All the talk about the “1 percent” and the “47 percent” have created the impression that this Presidential election will be a matter of rich versus poor, people who pay taxes versus people who collect government benefits, the top of the economic ladder against the bottom.
But this is not entirely true. One constituency that is very important to the Democrat President — and has enormous influence over its economic policies — is that small slice of the population that embraces full-fledged environmentalism.
Perhaps the signature accomplishment of the Obama Administration has been its opposition to large energy and industrial projects. The President has blocked the Keystone Pipeline, which would have brought a million barrels of oil to Texas refineries. His administration has shrunk the leasing of federal oil lands and slowed offshore drilling to a crawl. Its Environmental Protection Agency has closed down coal plants and constantly making noise about cracking down on fracking for natural gas.
Say what you will about the 47 percent who don’t pay taxes or the people who depend on food stamps, housing vouchers and Social Security Disability benefits, it is certainly not their concerns that are being expressed by these government actions.
Yet even as President Obama has pursued the most aggressive environmental agenda in history, attempting to regulate carbon emissions and cracking down on fossil fuels, the nation’s environmental enthusiasts have remain largely unsatisfied. They are upset because he licensed two new nuclear reactors. They want to close down Vermont Yankee and Indian point, even if it leaves the northeast short of electricity. They are currently sponsoring a referendum in San Francisco to tear down the Hetch Hetchy Dam, even though it provides the City by the Bay with 25 percent of its water and 40 percent of its electricity.
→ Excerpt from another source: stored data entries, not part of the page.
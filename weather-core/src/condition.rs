//! Maps OpenWeather condition codes to icons and background themes.
//!
//! Code groups: https://openweathermap.org/weather-conditions

use serde::{Deserialize, Serialize};

const THUNDERSTORM: std::ops::Range<i32> = 200..300;
const DRIZZLE: std::ops::Range<i32> = 300..400;
const RAIN: std::ops::Range<i32> = 500..600;
const SNOW: std::ops::Range<i32> = 600..700;
const ATMOSPHERE: std::ops::Range<i32> = 700..800;
const CLEAR: i32 = 800;
const FEW_CLOUDS: i32 = 801;
const FREEZING_RAIN: i32 = 511;

/// Icon shown next to a condition.
#[derive(Debug, Clone, Copy, PartialEq, Eq, Hash, Serialize, Deserialize, Default)]
#[serde(rename_all = "kebab-case")]
pub enum Icon {
    Lightning,
    Drizzle,
    Rain,
    Snow,
    Fog,
    Sun,
    CloudSun,
    #[default]
    Cloud,
}

impl Icon {
    /// Fallback for anything unrecognised.
    pub const DEFAULT: Icon = Icon::Cloud;

    /// Name of the asset in the icon library.
    pub fn asset_name(&self) -> &'static str {
        match self {
            Icon::Lightning => "cloud-lightning",
            Icon::Drizzle => "cloud-drizzle",
            Icon::Rain => "cloud-rain",
            Icon::Snow => "cloud-snow",
            Icon::Fog => "cloud-fog",
            Icon::Sun => "sun",
            Icon::CloudSun => "cloud-sun",
            Icon::Cloud => "cloud",
        }
    }

    /// Terminal rendering of the icon.
    pub fn glyph(&self) -> &'static str {
        match self {
            Icon::Lightning => "⛈",
            Icon::Drizzle => "🌦",
            Icon::Rain => "🌧",
            Icon::Snow => "🌨",
            Icon::Fog => "🌫",
            Icon::Sun => "☀",
            Icon::CloudSun => "⛅",
            Icon::Cloud => "☁",
        }
    }
}

/// Background theme for the whole dashboard.
#[derive(Debug, Clone, Copy, PartialEq, Eq, Hash, Serialize, Deserialize)]
#[serde(rename_all = "kebab-case")]
pub enum Theme {
    ClearDay,
    ClearNight,
    CloudyDay,
    CloudyNight,
    RainDay,
    RainNight,
    SnowDay,
    SnowNight,
    Storm,
    FogDay,
    FogNight,
    DefaultDay,
    DefaultNight,
}

impl Theme {
    /// Theme used before any conditions are loaded.
    pub const DEFAULT_DAY: Theme = Theme::DefaultDay;

    pub fn as_str(&self) -> &'static str {
        match self {
            Theme::ClearDay => "clear-day",
            Theme::ClearNight => "clear-night",
            Theme::CloudyDay => "cloudy-day",
            Theme::CloudyNight => "cloudy-night",
            Theme::RainDay => "rain-day",
            Theme::RainNight => "rain-night",
            Theme::SnowDay => "snow-day",
            Theme::SnowNight => "snow-night",
            Theme::Storm => "storm",
            Theme::FogDay => "fog-day",
            Theme::FogNight => "fog-night",
            Theme::DefaultDay => "default-day",
            Theme::DefaultNight => "default-night",
        }
    }

    /// Top and bottom colour of the background gradient, as `<hue>-<shade>`.
    pub fn gradient(&self) -> (&'static str, &'static str) {
        match self {
            Theme::ClearDay => ("blue-400", "blue-600"),
            Theme::ClearNight => ("indigo-900", "blue-900"),
            Theme::CloudyDay => ("blue-300", "blue-500"),
            Theme::CloudyNight => ("gray-800", "blue-900"),
            Theme::RainDay => ("gray-400", "blue-600"),
            Theme::RainNight => ("gray-900", "blue-800"),
            Theme::SnowDay => ("gray-200", "blue-300"),
            Theme::SnowNight => ("gray-800", "blue-900"),
            Theme::Storm => ("gray-700", "gray-900"),
            Theme::FogDay => ("gray-300", "gray-500"),
            Theme::FogNight => ("gray-700", "gray-900"),
            Theme::DefaultDay => ("blue-200", "blue-400"),
            Theme::DefaultNight => ("gray-800", "blue-900"),
        }
    }
}

impl std::fmt::Display for Theme {
    fn fmt(&self, f: &mut std::fmt::Formatter<'_>) -> std::fmt::Result {
        f.write_str(self.as_str())
    }
}

/// Foreground tone that stays readable on a theme.
#[derive(Debug, Clone, Copy, PartialEq, Eq, Serialize, Deserialize, Default)]
#[serde(rename_all = "lowercase")]
pub enum TextTone {
    Light,
    #[default]
    Dark,
}

pub fn classify_icon(condition_code: i32) -> Icon {
    match condition_code {
        c if THUNDERSTORM.contains(&c) => Icon::Lightning,
        c if DRIZZLE.contains(&c) => Icon::Drizzle,
        FREEZING_RAIN => Icon::Snow,
        c if RAIN.contains(&c) => Icon::Rain,
        c if SNOW.contains(&c) => Icon::Snow,
        c if ATMOSPHERE.contains(&c) => Icon::Fog,
        CLEAR => Icon::Sun,
        FEW_CLOUDS => Icon::CloudSun,
        _ => Icon::DEFAULT,
    }
}

/// Clear, clouds, rain (drizzle included), snow, thunderstorm, atmosphere, default.
pub fn classify_background(condition_code: i32, is_daytime: bool) -> Theme {
    let pick = |day, night| if is_daytime { day } else { night };

    match condition_code {
        CLEAR => pick(Theme::ClearDay, Theme::ClearNight),
        c if c > CLEAR && c < 900 => pick(Theme::CloudyDay, Theme::CloudyNight),
        c if DRIZZLE.contains(&c) || RAIN.contains(&c) => pick(Theme::RainDay, Theme::RainNight),
        c if SNOW.contains(&c) => pick(Theme::SnowDay, Theme::SnowNight),
        c if THUNDERSTORM.contains(&c) => Theme::Storm,
        c if ATMOSPHERE.contains(&c) => pick(Theme::FogDay, Theme::FogNight),
        _ => pick(Theme::DefaultDay, Theme::DefaultNight),
    }
}

/// Both ends are exclusive: exactly at sunrise or sunset counts as night.
pub fn is_daytime(now: i64, sunrise: i64, sunset: i64) -> bool {
    now > sunrise && now < sunset
}

/// Night backgrounds and storms are dark and need light text.
pub fn text_tone(condition_code: i32, is_daytime: bool) -> TextTone {
    if (!is_daytime && condition_code >= THUNDERSTORM.start) || THUNDERSTORM.contains(&condition_code) {
        TextTone::Light
    } else {
        TextTone::Dark
    }
}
Environmentalists proclaim that they only oppose these technologies because they envision a new world built on wind and solar energy. Yet when it comes to implementing these visions, they end up equally opposed. Environmentalists are already suing to stop President Obama’s plans for solar installations in the California desert. In Vermont, activists have already laid down in front of bulldozers to prevent construction of the windmills that are supposed to replace Vermont Yankee. After a certain point, you have to ask, “Exactly what do these people want?”
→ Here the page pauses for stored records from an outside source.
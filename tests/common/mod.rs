//! Archive fixtures built byte by byte.

#![allow(dead_code)]

use std::io::Write;
use std::sync::Arc;

use flate2::Compression;
use flate2::write::DeflateEncoder;
use streamzip::MemoryReader;
use streamzip::zip::crypto::StreamCipher;

/// 13:45:30
pub const MOD_TIME: u16 = (13 << 11) | (45 << 5) | 15;
/// 2021-06-15
pub const MOD_DATE: u16 = ((2021 - 1980) << 9) | (6 << 5) | 15;

pub struct TestEntry {
    pub name: Vec<u8>,
    pub data: Vec<u8>,
    pub method: u16,
    pub password: Option<String>,
    pub descriptor: bool,
    pub utf8: bool,
    /// `data` goes into the archive as is, whatever `method` says.
    pub raw: bool,
    pub central_extra: Vec<u8>,
    pub local_extra: Vec<u8>,
    pub comment: Vec<u8>,
    /// Compressed size written to the central record instead of the real one.
    pub central_compressed_size: Option<u32>,
}

impl TestEntry {
    pub fn stored(name: &str, data: &[u8]) -> Self {
        Self {
            name: name.as_bytes().to_vec(),
            data: data.to_vec(),
            method: 0,
            password: None,
            descriptor: false,
            utf8: false,
            raw: false,
            central_extra: Vec::new(),
            local_extra: Vec::new(),
            comment: Vec::new(),
            central_compressed_size: None,
        }
    }

    pub fn deflated(name: &str, data: &[u8]) -> Self {
        Self {
            method: 8,
            ..Self::stored(name, data)
        }
    }

    pub fn dir(name: &str) -> Self {
        Self::stored(name, b"")
    }

    pub fn raw_name(mut self, name: &[u8]) -> Self {
        self.name = name.to_vec();
        self
    }

    pub fn encrypted(mut self, password: &str) -> Self {
        self.password = Some(password.to_string());
        self
    }

    pub fn with_descriptor(mut self) -> Self {
        self.descriptor = true;
        self
    }

    pub fn utf8(mut self) -> Self {
        self.utf8 = true;
        self
    }

    /// Declare a method without changing how the data is stored.
    pub fn method(mut self, method: u16) -> Self {
        self.method = method;
        self.raw = true;
        self
    }

    pub fn central_extra(mut self, extra: Vec<u8>) -> Self {
        self.central_extra = extra;
        self
    }

    pub fn local_extra(mut self, extra: Vec<u8>) -> Self {
        self.local_extra = extra;
        self
    }

    pub fn central_compressed_size(mut self, size: u32) -> Self {
        self.central_compressed_size = Some(size);
        self
    }

    pub fn comment(mut self, comment: &str) -> Self {
        self.comment = comment.as_bytes().to_vec();
        self
    }

    fn flags(&self) -> u16 {
        let mut flags = 0;
        if self.password.is_some() {
            flags |= 0x0001;
        }
        if self.descriptor {
            flags |= 0x0008;
        }
        if self.utf8 {
            flags |= 0x0800;
        }
        flags
    }

    fn compressed(&self) -> Vec<u8> {
        if self.method == 8 && !self.raw {
            let mut encoder = DeflateEncoder::new(Vec::new(), Compression::default());
            encoder.write_all(&self.data).unwrap();
            encoder.finish().unwrap()
        } else {
            self.data.clone()
        }
    }
}

/// Plain 12-byte encryption header ending in `check`.
pub fn encryption_header(check: u8) -> [u8; 12] {
    let mut header = [0x5Au8; 12];
    header[11] = check;
    header
}

/// Whether `wrong` happens to pass the check byte of a header sealed with
/// `correct`. One password in 256 does.
pub fn passes_check(correct: &str, wrong: &str, check: u8) -> bool {
    let mut enc = StreamCipher::with_password(correct.as_bytes());
    let sealed: Vec<u8> = encryption_header(check)
        .iter()
        .map(|&b| enc.encrypt_byte(b))
        .collect();
    StreamCipher::with_password(wrong.as_bytes())
        .verify_header(&sealed, check)
        .is_ok()
}

pub fn extra_block(id: u16, body: &[u8]) -> Vec<u8> {
    let mut out = id.to_le_bytes().to_vec();
    out.extend_from_slice(&(body.len() as u16).to_le_bytes());
    out.extend_from_slice(body);
    out
}

#[derive(Default)]
pub struct ZipBuilder {
    entries: Vec<TestEntry>,
    comment: Vec<u8>,
    zip64: bool,
    crx: Option<(Vec<u8>, Vec<u8>)>,
}

/// Bytes of a built archive and where each local header landed.
pub struct Built {
    pub bytes: Vec<u8>,
    /// Relative to the start of the archive proper, before any CRX prefix.
    pub local_offsets: Vec<u64>,
}

impl ZipBuilder {
    pub fn new() -> Self {
        Self::default()
    }

    pub fn entry(mut self, entry: TestEntry) -> Self {
        self.entries.push(entry);
        self
    }

    pub fn comment(mut self, comment: &str) -> Self {
        self.comment = comment.as_bytes().to_vec();
        self
    }

    /// Write ZIP64 end records and saturate the EOCD and local offsets.
    pub fn zip64(mut self) -> Self {
        self.zip64 = true;
        self
    }

    pub fn crx(mut self, public_key: &[u8], signature: &[u8]) -> Self {
        self.crx = Some((public_key.to_vec(), signature.to_vec()));
        self
    }

    pub fn build(&self) -> Vec<u8> {
        self.build_with_layout().bytes
    }

    pub fn build_with_layout(&self) -> Built {
        let mut out = Vec::new();
        let mut central = Vec::new();
        let mut local_offsets = Vec::new();

        for entry in &self.entries {
            let crc = crc32fast::hash(&entry.data);
            let flags = entry.flags();
            let mut payload = entry.compressed();

            if let Some(password) = &entry.password {
                let check = if entry.descriptor {
                    (MOD_TIME >> 8) as u8
                } else {
                    (crc >> 24) as u8
                };
                let mut cipher = StreamCipher::with_password(password.as_bytes());
                let mut sealed: Vec<u8> = encryption_header(check)
                    .iter()
                    .map(|&b| cipher.encrypt_byte(b))
                    .collect();
                sealed.extend(payload.iter().map(|&b| cipher.encrypt_byte(b)));
                payload = sealed;
            }

            let offset = out.len() as u64;
            local_offsets.push(offset);

            let (local_crc, local_csize, local_usize) = if entry.descriptor {
                (0, 0, 0)
            } else {
                (crc, payload.len() as u32, entry.data.len() as u32)
            };

            out.extend_from_slice(&0x0403_4b50u32.to_le_bytes());
            out.extend_from_slice(&20u16.to_le_bytes());
            out.extend_from_slice(&flags.to_le_bytes());
            out.extend_from_slice(&entry.method.to_le_bytes());
            out.extend_from_slice(&MOD_TIME.to_le_bytes());
            out.extend_from_slice(&MOD_DATE.to_le_bytes());
            out.extend_from_slice(&local_crc.to_le_bytes());
            out.extend_from_slice(&local_csize.to_le_bytes());
            out.extend_from_slice(&local_usize.to_le_bytes());
            out.extend_from_slice(&(entry.name.len() as u16).to_le_bytes());
            out.extend_from_slice(&(entry.local_extra.len() as u16).to_le_bytes());
            out.extend_from_slice(&entry.name);
            out.extend_from_slice(&entry.local_extra);
            out.extend_from_slice(&payload);

            if entry.descriptor {
                out.extend_from_slice(&0x0807_4b50u32.to_le_bytes());
                out.extend_from_slice(&crc.to_le_bytes());
                out.extend_from_slice(&(payload.len() as u32).to_le_bytes());
                out.extend_from_slice(&(entry.data.len() as u32).to_le_bytes());
            }

            let mut extra = entry.central_extra.clone();
            let offset_field = if self.zip64 {
                extra.extend(extra_block(0x0001, &offset.to_le_bytes()));
                0xFFFF_FFFF
            } else {
                offset as u32
            };

            central.extend_from_slice(&0x0201_4b50u32.to_le_bytes());
            central.extend_from_slice(&20u16.to_le_bytes());
            central.extend_from_slice(&20u16.to_le_bytes());
            central.extend_from_slice(&flags.to_le_bytes());
            central.extend_from_slice(&entry.method.to_le_bytes());
            central.extend_from_slice(&MOD_TIME.to_le_bytes());
            central.extend_from_slice(&MOD_DATE.to_le_bytes());
            central.extend_from_slice(&crc.to_le_bytes());
            let central_csize = entry
                .central_compressed_size
                .unwrap_or(payload.len() as u32);
            central.extend_from_slice(&central_csize.to_le_bytes());
            central.extend_from_slice(&(entry.data.len() as u32).to_le_bytes());
            central.extend_from_slice(&(entry.name.len() as u16).to_le_bytes());
            central.extend_from_slice(&(extra.len() as u16).to_le_bytes());
            central.extend_from_slice(&(entry.comment.len() as u16).to_le_bytes());
            central.extend_from_slice(&0u16.to_le_bytes());
            central.extend_from_slice(&0u16.to_le_bytes());
            central.extend_from_slice(&0u32.to_le_bytes());
            central.extend_from_slice(&offset_field.to_le_bytes());
            central.extend_from_slice(&entry.name);
            central.extend_from_slice(&extra);
            central.extend_from_slice(&entry.comment);
        }

        let cd_offset = out.len() as u64;
        let cd_size = central.len() as u64;
        let count = self.entries.len() as u64;
        out.extend_from_slice(&central);

        if self.zip64 {
            let record_offset = out.len() as u64;
            out.extend_from_slice(&0x0606_4b50u32.to_le_bytes());
            out.extend_from_slice(&44u64.to_le_bytes());
            out.extend_from_slice(&45u16.to_le_bytes());
            out.extend_from_slice(&45u16.to_le_bytes());
            out.extend_from_slice(&0u32.to_le_bytes());
            out.extend_from_slice(&0u32.to_le_bytes());
            out.extend_from_slice(&count.to_le_bytes());
            out.extend_from_slice(&count.to_le_bytes());
            out.extend_from_slice(&cd_size.to_le_bytes());
            out.extend_from_slice(&cd_offset.to_le_bytes());

            out.extend_from_slice(&0x0706_4b50u32.to_le_bytes());
            out.extend_from_slice(&0u32.to_le_bytes());
            out.extend_from_slice(&record_offset.to_le_bytes());
            out.extend_from_slice(&1u32.to_le_bytes());
        }

        let (eocd_count, eocd_size, eocd_offset) = if self.zip64 {
            (0xFFFFu16, 0xFFFF_FFFFu32, 0xFFFF_FFFFu32)
        } else {
            (count as u16, cd_size as u32, cd_offset as u32)
        };
        out.extend_from_slice(&0x0605_4b50u32.to_le_bytes());
        out.extend_from_slice(&0u16.to_le_bytes());
        out.extend_from_slice(&0u16.to_le_bytes());
        out.extend_from_slice(&eocd_count.to_le_bytes());
        out.extend_from_slice(&eocd_count.to_le_bytes());
        out.extend_from_slice(&eocd_size.to_le_bytes());
        out.extend_from_slice(&eocd_offset.to_le_bytes());
        out.extend_from_slice(&(self.comment.len() as u16).to_le_bytes());
        out.extend_from_slice(&self.comment);

        if let Some((key, signature)) = &self.crx {
            let mut prefixed = b"Cr24".to_vec();
            prefixed.extend_from_slice(&2u32.to_le_bytes());
            prefixed.extend_from_slice(&(key.len() as u32).to_le_bytes());
            prefixed.extend_from_slice(&(signature.len() as u32).to_le_bytes());
            prefixed.extend_from_slice(key);
            prefixed.extend_from_slice(signature);
            prefixed.extend_from_slice(&out);
            out = prefixed;
        }

        Built {
            bytes: out,
            local_offsets,
        }
    }
}

pub fn source(bytes: Vec<u8>) -> Arc<MemoryReader> {
    Arc::new(MemoryReader::new(bytes))
}

/// Compressible text of exactly `len` bytes.
pub fn lorem(len: usize) -> Vec<u8> {
    const TEXT: &[u8] = b"Lorem ipsum dolor sit amet, consectetur adipiscing elit. ";
    TEXT.iter().copied().cycle().take(len).collect()
}

/// Incompressible bytes from a fixed xorshift seed.
pub fn noise(len: usize, seed: u32) -> Vec<u8> {
    let mut state = seed.max(1);
    (0..len)
        .map(|_| {
            state ^= state << 13;
            state ^= state >> 17;
            state ^= state << 5;
            (state >> 24) as u8
        })
        .collect()
}

/// The archive most tests start from.
pub fn sample_builder() -> ZipBuilder {
    ZipBuilder::new()
        .entry(TestEntry::stored("hello.txt", b"Hello, World!"))
        .entry(TestEntry::dir("docs/"))
        .entry(TestEntry::deflated("docs/lorem.txt", &lorem(20_000)))
        .entry(TestEntry::stored("docs/noise.bin", &noise(3_000, 7)))
        .entry(TestEntry::deflated("empty.txt", b""))
}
The answer was provided by early 20th century sociologist Thorstein Veblen in his famous book, The Theory of the Leisure Class. In a largely forgotten chapter called “Industrial Exemption,” Veblen posed the question, “Why is it that people who have benefited most from industrial society are often the most violently opposed to its further expansion?”
The answer, he said, is that as people grow more affluent, they eventually reach a point where it becomes less important for them to acquire more wealth and more important simply to prevent others from achieving what they already have.
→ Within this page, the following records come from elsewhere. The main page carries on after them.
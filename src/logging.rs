//! Logging setup for the `streamzip` binary.
//!
//! The library only emits `tracing` events; installing a subscriber is up
//! to the application. `RUST_LOG` takes precedence over the defaults:
//!
//! ```bash
//! RUST_LOG=streamzip=trace streamzip -l archive.zip
//! ```

use tracing_subscriber::{EnvFilter, fmt, prelude::*};

/// Install a compact stderr subscriber.
///
/// Defaults to `info` for this crate, or `debug` when `debug` is set.
pub fn init(debug: bool) {
    let filter = EnvFilter::try_from_default_env().unwrap_or_else(|_| {
        if debug {
            EnvFilter::new("streamzip=debug")
        } else {
            EnvFilter::new("streamzip=info")
        }
    });

    let subscriber = tracing_subscriber::registry().with(filter).with(
        fmt::layer()
            .with_writer(std::io::stderr)
            .with_target(debug)
            .without_time()
            .compact(),
    );

    // a subscriber may already be installed (tests, embedding apps)
    let _ = tracing::subscriber::set_global_default(subscriber);
}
This is what environmentalism is all about. It is an aristocratic attitude, long honed in the upper reaches of European society, which says that “trade” is something to be looked down upon and that there are “higher things in life than the mere accumulation of material possessions.” Easy enough to say when you’ve already got all you want.
But it’s worse than that. Veblen warned that a combination of this aristocratic disdain for industrial progress and an ill-informed proletariat that had no real understanding for business but simply resented businessmen as “the rich,” could form a lethal tandem to undermine any advanced society. This alliance between the top and the bottom would squeeze the productive middle classes that produce most of the wealth.
That is what we are seeing in the current Presidential Election. The growing numbers of people who are dependent on the government may succeed in reelecting President Obama. But it will be the upper-crust agenda of opposition to further industrial development that will be put into effect.